Why did we build a custom ESLint plugin?

At neeto we are working on 20+ products simultaneously. While we were developing multiple products, we aimed to make all the products look like they were built by a single developer. They should have a consistent coding style and should follow our standards & best practices.

The backend code was fairly clean because of the convention over configuration philosophy of Ruby on Rails framework. But, since React is just a JS library, developers had the complete freedom to write code in all possible ways JavaScript would allow.

In the initial stages, when we were building only 4-5 products, the only enforcement mechanism we had was pull request reviews apart from basic linting using ESLint and code formatting using Prettier. PR reviews quickly turned inefficient as the number of products grew. The code reviewers started missing some of the new changes to the coding standards and continued suggesting the outdated standard. This lead to inconsistent code and behavior between products.

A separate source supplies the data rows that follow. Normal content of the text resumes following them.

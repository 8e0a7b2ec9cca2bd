//! Value Marshaler
//!
//! Pure conversion between the script side's tagged variant and the host
//! side's tagged union. No state; unsupported kinds refuse loudly. Callers at
//! the proxy layer catch marshal failures and translate them into their own
//! failure signal — a marshal error never crosses the dispatch boundary raw.

use std::sync::Arc;

use crate::error::{MarshalError, MarshalResult};
use crate::proxy::{InboundProxy, OutboundProxy};
use crate::value::host::Dispatch;
use crate::value::{DispatchHandle, HostString, HostValue, ScriptStr, ScriptValue};

/// Convert a script value to a host value.
///
/// Callable and object kinds are wrapped in a new outbound proxy carrying one
/// host-held reference; the host must release it exactly once. Integer values
/// are passed through as signed 32-bit host integers — values outside that
/// range are a caller contract violation, not validated here.
pub fn to_host(v: &ScriptValue) -> MarshalResult<HostValue> {
    match v {
        ScriptValue::Nil => Ok(HostValue::Null),
        ScriptValue::Int(i) => Ok(HostValue::I32(*i)),
        ScriptValue::Byte(b) => Ok(HostValue::U32(u32::from(*b))),
        ScriptValue::Float(f) => Ok(HostValue::F64(*f)),
        ScriptValue::Str(s) => Ok(HostValue::Str(HostString::new(s.as_bytes().to_vec()))),
        // The pointer payload already is a valid dispatchable handle; no
        // wrapping.
        ScriptValue::Pointer(handle) => Ok(HostValue::Dispatch(handle.clone())),
        ScriptValue::Array(_) => {
            tracing::debug!(target: "bridge.marshal", "refusing to marshal array value");
            Err(MarshalError::Unsupported { kind: "array" })
        }
        ScriptValue::Thread(_) => {
            tracing::debug!(target: "bridge.marshal", "refusing to marshal thread value");
            Err(MarshalError::Unsupported { kind: "thread" })
        }
        ScriptValue::Object(_) => {
            let proxy = OutboundProxy::new(v.clone());
            proxy.acquire();
            Ok(HostValue::Dispatch(DispatchHandle::from_dispatch(proxy)))
        }
    }
}

/// Convert a host value to a script value, consuming it.
///
/// Host strings are owned by the conversion: exactly `byte_len` bytes are
/// taken (a null buffer yields an empty string) and the host string is freed.
/// Booleans become integer 0/1 — the script value model has no boolean kind.
pub fn to_script(v: HostValue) -> MarshalResult<ScriptValue> {
    match v {
        HostValue::Dispatch(handle) => Ok(ScriptValue::Object(Arc::new(InboundProxy::new(handle)))),
        HostValue::Empty | HostValue::Null => Ok(ScriptValue::Nil),
        HostValue::Bool(b) => Ok(ScriptValue::Int(i32::from(b))),
        HostValue::Str(s) => Ok(ScriptValue::Str(ScriptStr::from_bytes(s.into_bytes()))),
        HostValue::I32(i) => Ok(ScriptValue::Int(i)),
        HostValue::U32(u) => Ok(ScriptValue::Int(u as i32)),
        HostValue::F64(f) => Ok(ScriptValue::Float(f)),
        HostValue::Array(_) => {
            tracing::debug!(target: "bridge.marshal", "refusing to marshal host array value");
            Err(MarshalError::Unsupported { kind: "array" })
        }
    }
}
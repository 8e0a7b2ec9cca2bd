//! Bridge configuration
//!
//! TOML/JSON configuration files plus environment-variable overrides.

use serde::{Deserialize, Serialize};
use std::env;
use std::fs;
use std::path::Path;
use thiserror::Error;

/// Configuration errors.
#[derive(Error, Debug)]
pub enum ConfigError {
    #[error("Config file error: {0}")]
    FileError(#[from] std::io::Error),
    #[error("Config parse error: {0}")]
    ParseError(String),
    #[error("Config validation error: {0}")]
    ValidationError(String),
}

pub type ConfigResult<T> = Result<T, ConfigError>;

/// Logging configuration.
#[derive(Debug, Clone, Serialize, Deserialize)]
pub struct LoggingConfig {
    /// Filter directive used when `RUST_LOG` is not set.
    pub level: String,
}

impl Default for LoggingConfig {
    fn default() -> Self {
        Self {
            level: "info".to_string(),
        }
    }
}

/// Bridge-wide configuration.
#[derive(Debug, Clone, Serialize, Deserialize)]
pub struct BridgeConfig {
    /// Engine identification reported to embedding hosts.
    #[serde(default = "default_language_name")]
    pub language_name: String,

    /// Re-resolve a property name after writing it, as a validation step.
    #[serde(default = "default_true")]
    pub validate_puts: bool,

    /// Per-evaluation debug tracing in the embedding engine.
    #[serde(default)]
    pub trace_calls: bool,

    #[serde(default)]
    pub logging: LoggingConfig,
}

fn default_language_name() -> String {
    "script_bridge".to_string()
}

fn default_true() -> bool {
    true
}

impl Default for BridgeConfig {
    fn default() -> Self {
        Self {
            language_name: default_language_name(),
            validate_puts: true,
            trace_calls: false,
            logging: LoggingConfig::default(),
        }
    }
}

impl BridgeConfig {
    pub fn new() -> Self {
        Self::default()
    }

    /// Load configuration from a TOML file.
    pub fn from_toml_file<P: AsRef<Path>>(path: P) -> ConfigResult<Self> {
        let content = fs::read_to_string(path).map_err(ConfigError::FileError)?;
        Self::from_toml_str(&content)
    }

    /// Parse configuration from a TOML string.
    pub fn from_toml_str(content: &str) -> ConfigResult<Self> {
        toml::from_str(content).map_err(|e| ConfigError::ParseError(e.to_string()))
    }

    /// Load configuration from a JSON file.
    pub fn from_json_file<P: AsRef<Path>>(path: P) -> ConfigResult<Self> {
        let content = fs::read_to_string(path).map_err(ConfigError::FileError)?;
        Self::from_json_str(&content)
    }

    /// Parse configuration from a JSON string.
    pub fn from_json_str(content: &str) -> ConfigResult<Self> {
        serde_json::from_str(content).map_err(|e| ConfigError::ParseError(e.to_string()))
    }

    /// Apply environment-variable overrides.
    pub fn apply_env_overrides(&mut self) {
        if let Ok(val) = env::var("BRIDGE_VALIDATE_PUTS") {
            if let Ok(flag) = val.parse() {
                self.validate_puts = flag;
            }
        }
        if let Ok(val) = env::var("BRIDGE_TRACE_CALLS") {
            if let Ok(flag) = val.parse() {
                self.trace_calls = flag;
            }
        }
        if let Ok(val) = env::var("BRIDGE_LOG_LEVEL") {
            self.logging.level = val;
        }
    }

    pub fn validate(&self) -> ConfigResult<()> {
        if self.language_name.is_empty() {
            return Err(ConfigError::ValidationError(
                "language_name must not be empty".to_string(),
            ));
        }
        Ok(())
    }
}

/// Initialize the global tracing subscriber. `RUST_LOG` wins over the
/// configured level; repeated calls are no-ops.
pub fn init_logging(config: &LoggingConfig) {
    use tracing_subscriber::EnvFilter;

    let filter = EnvFilter::try_from_default_env()
        .unwrap_or_else(|_| EnvFilter::new(config.level.clone()));
    let _ = tracing_subscriber::fmt().with_env_filter(filter).try_init();
}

At that time, we thought of building our custom ESLint plugin. Initially, we expected it to be very hard because of the need to deal with language AST to identify the code that didn't follow our standards. However, after some research, we discovered a FOSS tool, astexplorer, which shows a visual representation of JavaScript AST. With that, writing ESLint plugins for non-standard code became easy.

The custom plugin was a huge success during the POC itself. It helped us significantly in improving the quality of the front-end code. At the time of writing this blog, we have 50 custom ESLint rules enforced by the plugin.

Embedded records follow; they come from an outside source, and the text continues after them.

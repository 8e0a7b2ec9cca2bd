//! Outbound proxy: a script value exposed to the host side
//!
//! The host drives this object through the late-bound protocol: it resolves
//! member names to ids, then invokes by id. The proxy owns the member name
//! table; the 1-based position of a name in the table is its durable id for
//! the proxy's lifetime. Every failure inside an invocation is caught here
//! and converted to the protocol's failure signal — script errors never
//! escape into the host's call stack.

use std::sync::Mutex;

use crate::error::{HostError, HostResult, ResolveError, ScriptResult};
use crate::marshal::{to_host, to_script};
use crate::value::{Dispatch, HostString, HostValue, InvokeKind, MemberId, ScriptValue};

struct Inner {
    /// Host-held reference count.
    count: i64,
    /// The wrapped script value; cleared on destruction.
    wrapped: Option<ScriptValue>,
    /// Member name table. Insertion-ordered; repeat resolution appends a
    /// duplicate entry with a new higher id, and ids already issued never
    /// change meaning.
    names: Vec<String>,
}

/// Wraps one script value behind the dispatch protocol.
///
/// Created when a non-primitive script value is marshaled out; the creator
/// performs one `acquire`, transferring a host-owned reference that the host
/// must release exactly once. When the count returns to zero the wrapped
/// value and name table are destroyed; the count itself stays valid, so a
/// late release reports the proxy already destroyed instead of touching
/// freed state.
pub struct OutboundProxy {
    inner: Mutex<Inner>,
}

impl OutboundProxy {
    pub fn new(wrapped: ScriptValue) -> Self {
        Self {
            inner: Mutex::new(Inner {
                count: 0,
                wrapped: Some(wrapped),
                names: Vec::new(),
            }),
        }
    }

    /// Current host-held reference count.
    pub fn count(&self) -> usize {
        let inner = self.inner.lock().expect("proxy lock poisoned");
        inner.count.max(0) as usize
    }

    /// Snapshot the wrapped value and the name at `id`, under the lock.
    fn snapshot(&self, id: MemberId) -> HostResult<(ScriptValue, Option<String>)> {
        let inner = self.inner.lock().expect("proxy lock poisoned");
        let wrapped = inner.wrapped.clone().ok_or_else(|| {
            tracing::warn!(target: "bridge.outbound", "invoke on a released proxy");
            HostError::UnexpectedInternal
        })?;
        let name = if id == 0 {
            None
        } else {
            Some(
                inner
                    .names
                    .get(id as usize - 1)
                    .cloned()
                    .ok_or(HostError::UnexpectedInternal)?,
            )
        };
        Ok((wrapped, name))
    }

    fn invoke_method(&self, args: &[HostValue]) -> HostResult<HostValue> {
        let (wrapped, _) = self.snapshot(0)?;
        self.invoke_method_impl(&wrapped, args).map_err(|e| {
            tracing::warn!(target: "bridge.outbound", "method invocation failed: {e}");
            HostError::UnexpectedInternal
        })
    }

    fn invoke_method_impl(
        &self,
        wrapped: &ScriptValue,
        args: &[HostValue],
    ) -> ScriptResult<HostValue> {
        // Arguments arrive in protocol order (last logical argument first);
        // rebuild the logical-order script argument array.
        let mut script_args = Vec::with_capacity(args.len());
        for arg in args.iter().rev() {
            script_args.push(to_script(arg.clone())?);
        }
        let result = wrapped.call(&script_args)?;
        Ok(to_host(&result)?)
    }

    fn invoke_property_get(&self, id: MemberId) -> HostResult<HostValue> {
        let (wrapped, name) = self.snapshot(id)?;
        match name {
            // The default member is the wrapped value's string coercion.
            None => Ok(HostValue::Str(HostString::from(wrapped.display_string()))),
            Some(name) => self.property_get_impl(&wrapped, &name).map_err(|e| {
                tracing::warn!(target: "bridge.outbound", name = %name, "property get failed: {e}");
                HostError::UnexpectedInternal
            }),
        }
    }

    fn property_get_impl(&self, wrapped: &ScriptValue, name: &str) -> ScriptResult<HostValue> {
        let value = wrapped.get_key(name)?;
        Ok(to_host(&value)?)
    }
}

impl Dispatch for OutboundProxy {
    fn resolve(&self, name: &str) -> Result<MemberId, ResolveError> {
        let mut inner = self.inner.lock().expect("proxy lock poisoned");
        if inner.wrapped.is_none() {
            return Err(ResolveError::Protocol("proxy has been released".to_string()));
        }
        inner.names.push(name.to_string());
        Ok(inner.names.len() as MemberId)
    }

    fn invoke(&self, id: MemberId, kind: InvokeKind, args: &[HostValue]) -> HostResult<HostValue> {
        tracing::trace!(target: "bridge.outbound", id, ?kind, argc = args.len(), "invoke");
        match kind {
            InvokeKind::Method => self.invoke_method(args),
            InvokeKind::PropertyGet => self.invoke_property_get(id),
            InvokeKind::PropertyPut => Err(HostError::NotSupported {
                what: "property-put on an outbound proxy",
            }),
        }
    }

    fn acquire(&self) -> usize {
        let mut inner = self.inner.lock().expect("proxy lock poisoned");
        inner.count += 1;
        inner.count as usize
    }

    fn release(&self) -> usize {
        let mut inner = self.inner.lock().expect("proxy lock poisoned");
        if inner.count < 1 {
            tracing::warn!(target: "bridge.outbound", "release on an already-destroyed proxy");
            return 0;
        }
        inner.count -= 1;
        if inner.count == 0 {
            // Destroy strictly before reporting; the counter is never
            // touched after this point in this call.
            inner.wrapped = None;
            inner.names.clear();
            tracing::debug!(target: "bridge.outbound", "proxy destroyed on last release");
        }
        inner.count as usize
    }
}

impl std::fmt::Debug for OutboundProxy {
    fn fmt(&self, f: &mut std::fmt::Formatter<'_>) -> std::fmt::Result {
        let inner = self.inner.lock().expect("proxy lock poisoned");
        f.debug_struct("OutboundProxy")
            .field("count", &inner.count)
            .field("names", &inner.names.len())
            .field("alive", &inner.wrapped.is_some())
            .finish()
    }
}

The plugin was named eslint-plugin-neeto adhering to ESLint's plugin naming conventions. Later, we namespaced it under @bigbinary, to be consistent with our other frontend packages. Now the plugin is available as @bigbinary/eslint-plugin-neeto.

Enforcing ESLint at neeto

In the overall development flow, ESLint will run on three levels.

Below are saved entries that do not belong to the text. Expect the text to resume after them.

//! Component lifecycle bookkeeping
//!
//! Tracks how many outstanding handles keep the component loaded, so the
//! process entry point can answer unload queries. Owned state, not a global.

use std::sync::atomic::{AtomicI64, Ordering};
use std::sync::Arc;

use crate::config::BridgeConfig;
use crate::engine::{ScriptEngine, ScriptRuntime};
use crate::error::{EngineError, EngineResult};

/// Reference counter for process-wide component lifetime.
#[derive(Debug, Default)]
pub struct ComponentLifecycle {
    count: AtomicI64,
}

impl ComponentLifecycle {
    pub fn new() -> Self {
        Self::default()
    }

    /// Record one outstanding reference. Returns false when saturated.
    pub fn acquire(&self) -> bool {
        self.count
            .fetch_update(Ordering::SeqCst, Ordering::SeqCst, |count| {
                if count >= i64::MAX - 1 {
                    None
                } else {
                    Some(count + 1)
                }
            })
            .is_ok()
    }

    /// Drop one outstanding reference. Returns false on underflow; the count
    /// is never driven negative.
    pub fn release(&self) -> bool {
        self.count
            .fetch_update(Ordering::SeqCst, Ordering::SeqCst, |count| {
                if count <= 0 {
                    None
                } else {
                    Some(count - 1)
                }
            })
            .is_ok()
    }

    /// Whether nothing holds the component anymore.
    pub fn can_unload(&self) -> bool {
        self.count.load(Ordering::SeqCst) == 0
    }

    pub fn count(&self) -> i64 {
        self.count.load(Ordering::SeqCst)
    }

    /// Acquire with RAII release.
    pub fn guard(self: &Arc<Self>) -> Option<LifecycleGuard> {
        if self.acquire() {
            Some(LifecycleGuard {
                lifecycle: Arc::clone(self),
            })
        } else {
            None
        }
    }
}

/// Releases its lifecycle reference on drop.
#[derive(Debug)]
pub struct LifecycleGuard {
    lifecycle: Arc<ComponentLifecycle>,
}

impl Drop for LifecycleGuard {
    fn drop(&mut self) {
        self.lifecycle.release();
    }
}

/// Creates engines, holding one lifecycle reference per live engine.
pub struct EngineFactory {
    lifecycle: Arc<ComponentLifecycle>,
    config: BridgeConfig,
}

impl EngineFactory {
    pub fn new(config: BridgeConfig) -> Self {
        Self {
            lifecycle: Arc::new(ComponentLifecycle::new()),
            config,
        }
    }

    pub fn lifecycle(&self) -> &Arc<ComponentLifecycle> {
        &self.lifecycle
    }

    pub fn create<R: ScriptRuntime>(&self, runtime: R) -> EngineResult<ScriptEngine<R>> {
        let guard = self
            .lifecycle
            .guard()
            .ok_or(EngineError::LifecycleSaturated)?;
        Ok(ScriptEngine::with_config(runtime, self.config.clone()).with_lifecycle(guard))
    }
}
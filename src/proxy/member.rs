//! Bound member handle: a deferred (object, member-id) invocation target
//!
//! Produced by the inbound proxy's member lookup. Holds its own counted
//! reference to the host handle, so it stays valid after the proxy that
//! created it is gone. Polymorphic over call, read and write like any other
//! script object value.

use crate::error::{ScriptError, ScriptResult};
use crate::marshal::{to_host, to_script};
use crate::value::{DispatchHandle, InvokeKind, MemberId, ScriptObject, ScriptValue};

pub struct BoundMemberHandle {
    handle: DispatchHandle,
    id: MemberId,
}

impl BoundMemberHandle {
    pub fn new(handle: DispatchHandle, id: MemberId) -> Self {
        Self { handle, id }
    }

    pub fn id(&self) -> MemberId {
        self.id
    }
}

impl ScriptObject for BoundMemberHandle {
    fn call(&self, args: &[ScriptValue]) -> ScriptResult<ScriptValue> {
        // Protocol order: last logical argument first.
        let mut host_args = Vec::with_capacity(args.len());
        for arg in args.iter().rev() {
            host_args.push(to_host(arg)?);
        }
        let result = self
            .handle
            .invoke(self.id, InvokeKind::Method, &host_args)
            .map_err(|e| ScriptError::HostInvocation(e.to_string()))?;
        Ok(to_script(result)?)
    }

    fn read(&self) -> ScriptResult<ScriptValue> {
        let result = self
            .handle
            .invoke(self.id, InvokeKind::PropertyGet, &[])
            .map_err(|e| ScriptError::HostInvocation(e.to_string()))?;
        Ok(to_script(result)?)
    }

    /// Writes the converted value at the held id and returns `rhs` unchanged.
    /// A host-side put failure is logged and swallowed: assignment
    /// expressions evaluate to their right-hand side either way.
    fn write(&self, rhs: ScriptValue) -> ScriptResult<ScriptValue> {
        let host_value = to_host(&rhs)?;
        if let Err(e) = self
            .handle
            .invoke(self.id, InvokeKind::PropertyPut, &[host_value])
        {
            tracing::warn!(target: "bridge.inbound", id = self.id, "property write failed: {e}");
        }
        Ok(rhs)
    }

    fn type_name(&self) -> &'static str {
        "bound_member"
    }

    fn display(&self) -> String {
        format!("[bound member {}]", self.id)
    }
}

1. IDE extension (optional)

   Even though BigBinary doesn't have any IDE preference, the majority of developers use Visual Studio Code here. The popular ESLint extension on VS Code runs ESLint while the developer is writing code and gives immediate visual feedback with squiggly lines.

   

   The use of IDE extension is completely optional. We have enforcement mechanisms at other levels to ensure the code quality & standards.

2. Pre-commit hook

   There are some ESLint rules like sort-imports that are only meant to keep code consistency. Even though, functionality-wise, there is nothing wrong with keeping the imports in any order, this rule would throw an error if the imports are not correctly sorted.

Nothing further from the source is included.